Running Towards the Plague

Before I heard the doctors tell the dangers of a kiss,
I had considered kissing you the nearest thing to bliss.
But now I know biology and sit and sigh and moan;
Six million mad bacteria, and I thot we were alone.

Well, as we’re learning with Ebola, we are not alone on this planet; there are a lot of germs, some of them very deadly.  But mankind is also discovering something else –  Christians are different when it comes to treating fatal diseases.  Let me explain.  Historically, there have been two philosophies concerning plagues.  The first is to run from them as fast as you can (this is the world’s pattern as seen in outbreaks since the days of Rome).  The second is to run to them as fast as you can (this is the church’s pattern as also seen since the days of Rome).  But never has this been made more clear than in a recently published news report.  The World Health Organization held a briefing for doctors heading to West Africa to do battle with Ebola.  The New York Times sent one of its reporters to find out what kinds of  physicians would risk their lives to do such a thing.  The correspondent was shocked to discover that everyone of the forty was a born-again believer with not one secular healer among them.  This is also why when you hear of a North American doctor or nurse returning home from Africa for Ebola treatment, they are all missionaries.

The bottom line?  The physician’s motto is to “do no harm.”  Thankfully, these godly medical  professionals have not joined with their colleagues in “do no help.”

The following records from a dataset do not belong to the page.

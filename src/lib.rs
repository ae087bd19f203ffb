//! CoinDCX Trading Bot
//!
//! A personal trading toolkit for the CoinDCX exchange: HMAC-signed order
//! placement, indicator snapshots from the TradingView scanner (or computed
//! locally from exchange candles), a pivot-band trading loop, per-user
//! credential storage and CSV/email reporting.
//!
//! ## CoinDCX Example
//! ```no_run
//! use crypto_trading_bot::coindcx::CoinDCXClient;
//!
//! #[tokio::main]
//! async fn main() -> anyhow::Result<()> {
//!     let client = CoinDCXClient::new("api_key", "api_secret")?;
//!     let ticker = client.get_ticker("BTCUSDT").await?;
//!     println!("Price: {}", ticker.last_price);
//!     Ok(())
//! }
//! ```
//!
//! ## Indicator Example
//! ```no_run
//! use crypto_trading_bot::config::IndicatorConfig;
//! use crypto_trading_bot::indicator::{IndicatorQuery, IndicatorSource, Interval, TradingViewClient};
//!
//! #[tokio::main]
//! async fn main() -> anyhow::Result<()> {
//!     let scanner = TradingViewClient::new(&IndicatorConfig::default())?;
//!     let query = IndicatorQuery::new("BTCUSDT", "Crypto", "Binance", Interval::FourHours);
//!     let snapshot = scanner.snapshot(&query).await?;
//!     println!("RSI: {}", snapshot.rsi()?);
//!     Ok(())
//! }
//! ```

pub mod bot;
pub mod coindcx;
pub mod config;
pub mod credentials;
pub mod error;
pub mod indicator;
pub mod indicators;
pub mod notify;
pub mod report;
pub mod scan;
pub mod strategy;

pub use bot::{BotState, ExchangeApi, TradingBot};
pub use config::AppConfig;
pub use error::{BotError, Result};
pub use indicator::{IndicatorQuery, IndicatorSnapshot, IndicatorSource, Interval};
pub use strategy::{Action, PriceLevels, TradeRules};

In the summer of 1976, a doctor traveled to a small town in sub-tropical Africa where the little local health clinic was dealing with a new disease that was killing every person within two weeks of contracting it.  The physician named the deadly virus, Ebola, after the river located nearby.  The medic instructed the natives on how to avoid contagious diseases, and, after 318 deaths, the outbreak ended.  Over the next number of years, Ebola would make its re-appearance nine more times, but always locally, eventually going away when proper safeguards were put in place.  (As of 2013, 1,531 people had succumbed to it there).  But then in 2014, all of a sudden the virus jumped from the villages of Central Africa to the cities of West Africa, a distance of some 2,500 miles.  There, the initial case was that of a two-year-old boy whose death was followed by those of his family.  Soon, not hundreds, but thousands were being infected and killed.  Epidemiologists (scientists who study where diseases come from) were brought in to try and find the root cause.  They soon discovered that the family did bush-meat hunting, especially enjoying fruit bat soup (a real delicacy in that part of the world).  Now every epidemiologist knows that bats are notorious for being disease carriers and sure enough, autopsies on captured-and-killed fruit bats confirmed the presence of Ebola.  Added to this was the reality that these fruit bats were losing their old native habitat through the de-forestation and strip mining of sub-tropical Africa, and were moving northwest seeking a new area to live.  Thus, there was now a lot more contact between the people and the bats (with fruit bats becoming much more noticeable as a meat to buy at outdoor food stands).  And even though cooking the bat kills the disease, it is the unsanitary handling of them when fresh meat, that causes zoonotic (transfer of disease from animal to human) and then from person to another and death.